В ту же пору состоялось первое знакомство с христианством – из Средней Азии до Поднебесной добрались монахи-несториане. Их рассказы о своей вере вызвали при императорском дворе большой интерес, и миссионеры получили свободу проповеди. Вскоре в Чан’ани появились две христианские церкви. Возможно, тогда же в Поднебесную проникли и первые сведения об исламе: неистовые последователи пророка Мухаммеда уже начали свои завоевательные походы, и сасанидскому Ирану приходилось обращаться к Китаю за помощью (правда, безрезультатно).
Сам Ли Шиминь придерживался даосизма, даже сделал открытие, что является потомком Лао-цзы. Но проявлял интерес и к буддизму, внимательно слушал рассказы Сюань Цзаня, совершившего паломничество в Индию, исходившего Среднюю Азию и проведшего в странствиях 16 лет (обо всем увиденном он поведал в своей замечательной книге «Записки о западных странах периода великой династии Тан»).
Тогда буддизм уже принял в Китае форму чань-буддизма, сблизился не только с даосизмом, но и с конфуцианством: чаньские наставники учили, что истинная природа человека может спонтанно раскрыться и в его повседневной жизни, а потому не следует ради уединенной медитации избегать совместного существования со своими ближними. Однако в конце жизни император, резюмируя свое отношение к буддизму, отозвался о нем нелестно, назвав «несерьезной религией». Наверное, такое мнение действительно могло сложиться у человека, проникшегося даосским учением в его философском, мировоззренчески глубоком варианте – но не знакомом в достаточной степени с тонкостями буддийского учения.
«Ширпотребные» компоненты даосизма, всякие поиски эликсира бессмертия и чародейство претили Ли Шиминю. Но в 649 г., когда его охватил тяжелый недуг, проявлениями которого были сильные головокружения, резкий упадок сил, нарушение зрения (возможно, вследствие постоянного перенапряжения) – император призвал на помощь какого-то индийского мага.
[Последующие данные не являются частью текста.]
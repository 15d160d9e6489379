//! Animation encoder.
//!
//! Turns an ordered list of rasters into an animated PNG. Each frame is
//! compressed by a [`FrameCodec`] into a standalone PNG, split into its
//! header and image data, and re-emitted under APNG control chunks. Pixel
//! data is never recompressed.
//!
//! # Example
//!
//! ```rust
//! use zenapng::mux::{Animation, AnimationEncoder, EncoderConfig};
//! use zenapng::{PixelLayout, Raster};
//!
//! let red = vec![255u8, 0, 0, 255].repeat(16 * 16);
//! let blue = vec![0u8, 0, 255, 255].repeat(8 * 8);
//!
//! let mut anim = Animation::new(0); // loop forever
//! anim.push_frame(Raster::new(&red, PixelLayout::Rgba8, 16, 16), 50);
//! anim.push_frame(Raster::new(&blue, PixelLayout::Rgba8, 8, 8).at(4, 4), 50);
//!
//! let apng = AnimationEncoder::new(EncoderConfig::new()).encode_to_vec(&anim)?;
//! assert_eq!(&apng[..8], b"\x89PNG\r\n\x1a\n");
//! # Ok::<(), zenapng::mux::MuxError>(())
//! ```

use alloc::vec::Vec;
use std::io::Write;

use super::assemble::{ChunkWriter, FrameControl};
use super::demux::split_png;
use super::error::MuxError;
use super::validate::validate;
use crate::codec::{CompressionLevel, FrameCodec, PngCodec};
use crate::raster::Raster;

/// How a decoder clears the frame's area before the next frame.
#[derive(Debug, Clone, Copy, PartialEq, Eq, Default)]
#[repr(u8)]
pub enum DisposeOp {
    /// Leave the canvas as it is.
    #[default]
    None = 0,
    /// Clear the frame's area to transparent black.
    Background = 1,
    /// Restore the frame's area to what it was before this frame.
    Previous = 2,
}

/// How a decoder combines the frame with the canvas.
#[derive(Debug, Clone, Copy, PartialEq, Eq, Default)]
#[repr(u8)]
pub enum BlendOp {
    /// Replace the frame's area, alpha included.
    #[default]
    Source = 0,
    /// Alpha-composite over the existing canvas.
    Over = 1,
}

/// An ordered list of frames plus timing and looping.
///
/// The delay and disposal lists are kept separate from the frames, so a
/// mismatched animation can be built and is rejected by validation rather
/// than by the type system.
#[derive(Debug, Clone, Default)]
pub struct Animation<'a> {
    frames: Vec<Raster<'a>>,
    delays: Vec<u16>,
    disposals: Option<Vec<DisposeOp>>,
    loop_count: u32,
}

impl<'a> Animation<'a> {
    /// Empty animation. `loop_count` of 0 loops forever.
    pub fn new(loop_count: u32) -> Self {
        Self {
            loop_count,
            ..Self::default()
        }
    }

    /// Build from parallel lists. Lengths are checked at encode time.
    pub fn from_parts(
        frames: Vec<Raster<'a>>,
        delays: Vec<u16>,
        disposals: Option<Vec<DisposeOp>>,
        loop_count: u32,
    ) -> Self {
        Self {
            frames,
            delays,
            disposals,
            loop_count,
        }
    }

    /// Append a frame shown for `delay` hundredths of a second.
    pub fn push_frame(&mut self, raster: Raster<'a>, delay: u16) -> &mut Self {
        self.frames.push(raster);
        self.delays.push(delay);
        if let Some(disposals) = &mut self.disposals {
            disposals.push(DisposeOp::None);
        }
        self
    }

    /// Append a frame with an explicit disposal.
    pub fn push_frame_with_dispose(
        &mut self,
        raster: Raster<'a>,
        delay: u16,
        dispose: DisposeOp,
    ) -> &mut Self {
        let earlier = self.frames.len();
        self.frames.push(raster);
        self.delays.push(delay);
        self.disposals
            .get_or_insert_with(|| alloc::vec![DisposeOp::None; earlier])
            .push(dispose);
        self
    }

    /// Frames in display order.
    pub fn frames(&self) -> &[Raster<'a>] {
        &self.frames
    }

    /// Per-frame delays in hundredths of a second.
    pub fn delays(&self) -> &[u16] {
        &self.delays
    }

    /// Per-frame disposals, if any were given.
    pub fn disposals(&self) -> Option<&[DisposeOp]> {
        self.disposals.as_deref()
    }

    /// Number of plays; 0 is infinite.
    pub fn loop_count(&self) -> u32 {
        self.loop_count
    }

    /// Set the number of plays; 0 is infinite.
    pub fn set_loop_count(&mut self, loop_count: u32) {
        self.loop_count = loop_count;
    }

    /// Number of frames.
    pub fn len(&self) -> usize {
        self.frames.len()
    }

    /// Whether there are no frames.
    pub fn is_empty(&self) -> bool {
        self.frames.is_empty()
    }
}

/// Settings for [`AnimationEncoder`].
#[derive(Debug, Clone, Default)]
#[non_exhaustive]
pub struct EncoderConfig {
    /// Deflate effort for each frame. Default: [`CompressionLevel::Default`].
    pub compression: CompressionLevel,
    /// Write each frame's [`DisposeOp`] into its `fcTL`. When `false` (the
    /// default) every frame is written with dispose op 0, whatever the
    /// animation asks for.
    pub dispose_passthrough: bool,
}

impl EncoderConfig {
    /// Default settings.
    #[must_use]
    pub fn new() -> Self {
        Self::default()
    }

    /// Set the deflate effort.
    #[must_use]
    pub fn with_compression(mut self, compression: CompressionLevel) -> Self {
        self.compression = compression;
        self
    }

    /// Write caller-supplied disposal ops instead of always 0.
    #[must_use]
    pub fn with_dispose_passthrough(mut self, enable: bool) -> Self {
        self.dispose_passthrough = enable;
        self
    }
}

/// Animated PNG encoder.
///
/// Holds configuration only. All per-file state lives inside a single
/// [`encode`](Self::encode) call, so one encoder can be reused freely.
#[derive(Debug, Clone)]
pub struct AnimationEncoder<C = PngCodec> {
    config: EncoderConfig,
    codec: C,
}

impl Default for AnimationEncoder<PngCodec> {
    fn default() -> Self {
        Self::new(EncoderConfig::default())
    }
}

impl AnimationEncoder<PngCodec> {
    /// Encoder backed by the `png` crate.
    pub fn new(config: EncoderConfig) -> Self {
        let codec = PngCodec::new().with_compression(config.compression);
        Self { config, codec }
    }
}

impl<C: FrameCodec> AnimationEncoder<C> {
    /// Encoder backed by a custom single-image codec.
    ///
    /// [`EncoderConfig::compression`] is ignored; `codec` decides.
    pub fn with_codec(config: EncoderConfig, codec: C) -> Self {
        Self { config, codec }
    }

    /// Current settings.
    pub fn config(&self) -> &EncoderConfig {
        &self.config
    }

    /// The single-image codec.
    pub fn codec(&self) -> &C {
        &self.codec
    }

    /// Encode `animation` into a fresh buffer.
    pub fn encode_to_vec(&self, animation: &Animation<'_>) -> Result<Vec<u8>, MuxError> {
        let mut out = Vec::new();
        self.encode(&mut out, animation)?;
        Ok(out)
    }

    /// Encode `animation` into `sink`.
    ///
    /// Validation happens before anything is written. After that, frames
    /// are encoded and written one at a time; each frame's compressed data
    /// is dropped before the next frame is encoded. On error the sink may
    /// hold a partial file, which the caller should discard.
    pub fn encode<W: Write>(&self, sink: W, animation: &Animation<'_>) -> Result<(), MuxError> {
        validate(animation)?;

        let frames = animation.frames();
        let num_frames =
            u32::try_from(frames.len()).map_err(|_| MuxError::TooManyFrames(frames.len()))?;
        log::debug!(
            "encoding {} frame(s) of {}, loop count {}",
            num_frames,
            frames[0].layout(),
            animation.loop_count()
        );

        let mut w = ChunkWriter::new(sink);
        w.write_signature();

        for (index, raster) in frames.iter().enumerate() {
            if w.has_failed() {
                break;
            }

            let png = self
                .codec
                .encode(raster)
                .map_err(|source| MuxError::Codec { index, source })?;
            let payload = split_png(&png)?;
            let fctl = self.frame_control(animation, index)?;

            log::debug!(
                "frame {}: {}, {} data chunk(s), {} bytes",
                index,
                raster.bounds(),
                payload.data.len(),
                payload.data_len()
            );

            if index == 0 {
                w.write_ihdr(payload.header);
                w.write_actl(num_frames, animation.loop_count());
                w.write_fctl(&fctl);
                w.write_idats(&payload.data);
            } else {
                w.write_fctl(&fctl);
                w.write_fdats(&payload.data);
            }
        }

        w.write_iend();
        w.finish().map(drop)
    }

    fn frame_control(
        &self,
        animation: &Animation<'_>,
        index: usize,
    ) -> Result<FrameControl, MuxError> {
        let bounds = animation.frames()[index].bounds();
        let mut fctl = FrameControl::from_bounds(bounds, animation.delays()[index]).ok_or(
            MuxError::NegativeOffset {
                index,
                x: bounds.min_x(),
                y: bounds.min_y(),
            },
        )?;
        if self.config.dispose_passthrough {
            if let Some(disposals) = animation.disposals() {
                fctl.dispose_op = disposals[index] as u8;
            }
        }
        fctl.blend_op = BlendOp::Source as u8;
        Ok(fctl)
    }
}

/// Encode `animation` into `sink` with default settings.
pub fn encode_all<W: Write>(sink: W, animation: &Animation<'_>) -> Result<(), MuxError> {
    AnimationEncoder::new(EncoderConfig::default()).encode(sink, animation)
}

#[cfg(test)]
mod tests {
    use super::*;
    use crate::codec::CodecError;
    use crate::raster::{PixelLayout, RasterBuf};

    #[test]
    fn push_frame_keeps_lists_aligned() {
        let px = [0u8; 4];
        let mut a = Animation::new(3);
        a.push_frame(Raster::new(&px, PixelLayout::Rgba8, 1, 1), 5);
        assert!(a.disposals().is_none());
        a.push_frame_with_dispose(
            Raster::new(&px, PixelLayout::Rgba8, 1, 1),
            6,
            DisposeOp::Previous,
        );
        a.push_frame(Raster::new(&px, PixelLayout::Rgba8, 1, 1), 7);
        assert_eq!(a.len(), 3);
        assert_eq!(a.delays(), &[5, 6, 7]);
        assert_eq!(
            a.disposals(),
            Some(&[DisposeOp::None, DisposeOp::Previous, DisposeOp::None][..])
        );
        assert_eq!(a.loop_count(), 3);
    }

    struct Broken;

    impl FrameCodec for Broken {
        fn encode(&self, _raster: &Raster<'_>) -> Result<Vec<u8>, CodecError> {
            Err(CodecError::Unsupported("broken on purpose".into()))
        }

        fn decode(&self, _data: &[u8]) -> Result<RasterBuf, CodecError> {
            Err(CodecError::Unsupported("broken on purpose".into()))
        }
    }

    #[test]
    fn codec_failure_names_the_frame() {
        let px = [0u8; 4];
        let mut a = Animation::new(0);
        a.push_frame(Raster::new(&px, PixelLayout::Rgba8, 1, 1), 1);
        let enc = AnimationEncoder::with_codec(EncoderConfig::new(), Broken);
        match enc.encode_to_vec(&a) {
            Err(MuxError::Codec { index: 0, source }) => {
                assert!(source.to_string().contains("broken on purpose"));
            }
            other => panic!("unexpected {other:?}"),
        }
    }

    #[test]
    fn validation_error_writes_nothing() {
        let mut out = Vec::new();
        let err = encode_all(&mut out, &Animation::new(0)).unwrap_err();
        assert!(err.is_validation());
        assert!(out.is_empty());
    }

    #[test]
    fn dispose_passthrough_is_opt_in() {
        let px = [0u8; 4];
        let mut a = Animation::new(0);
        a.push_frame_with_dispose(
            Raster::new(&px, PixelLayout::Rgba8, 1, 1),
            1,
            DisposeOp::Background,
        );
        let legacy = AnimationEncoder::new(EncoderConfig::new());
        assert_eq!(legacy.frame_control(&a, 0).unwrap().dispose_op, 0);

        let passthrough = AnimationEncoder::new(EncoderConfig::new().with_dispose_passthrough(true));
        let fctl = passthrough.frame_control(&a, 0).unwrap();
        assert_eq!(fctl.dispose_op, 1);
        assert_eq!(fctl.blend_op, 0);
    }
}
Не помогали ни обращение к потусторонним силам, ни традиционные средства. В том же году образцовый конфуцианский правитель Поднебесной скончался. До наших дней дошли ритуальные таблички с иероглифами (не им ли начертанными?), которые он использовал при совершении жертвоприношений на алтаре Земли.
Китайское общество эпохи Тан
По конфуцианским канонам, общество, в соответствии со своей Небом определенной природой, должно делиться на «верхи» и «низы». Танские правители ни в коем случае этого не оспаривали, да это было и в принципе невозможно. Различные слои общества искони отличались друг от друга: придерживались определенных, привычных для них норм общения (этикета), носили свою одежду, по-своему строили и украшали дома (хотя принципиальных отличий, по большому счету, не было: в своей основе план императорского дворцового комплекса был подобен плану простой крестьянской усадьбы).
Локапала – один из четырех стражей сторон света (скульптура из погребения, VIII в.)
Наследственная аристократия всегда входила в привилегированную часть общества. Она делилась по титулам и рангам (иногда стоящим над рангами госслужащих), в соответствии с ними получала земельные наделы. Правда, в Китае, как правило, не существовало майората – обязательного наследования недвижимого имущества единственным правопреемником, поэтому владения дробились, влияние наследственной знати снижалось. Кроме того, в лучшие времена Поднебесной действовало правило, согласно которому почетный ранг передавался последующему поколению с понижением на одну ступень, и в обозримом будущем он, если не подкреплялся заслугами потомков, мог сойти на нет. Высшие аристократические титулы (в западной литературе их названия обычно переводятся европейскими аналогами – «герцог», «маркграф», «граф», «барон») могли присваиваться наиболее заслуженным сановникам, полководцам и прочим выдающимся подданным вне зависимости от их происхождения. С другой стороны, за большие провинности титулованные господа могли быть переведены в разряд простонародья.
В танские времена, когда четко проявилась давно уже обозначившаяся в Поднебесной линия на примат личных заслуг при выдвижении на государственную службу, определенная роль «породы» никогда не оспаривалась. Хотя бы как признак врожденной доброкачественности и хорошего аристократического воспитания, не говоря уж о принадлежности к старинному влиятельному клану. Но «благородство» все больше ценилось выслуженное.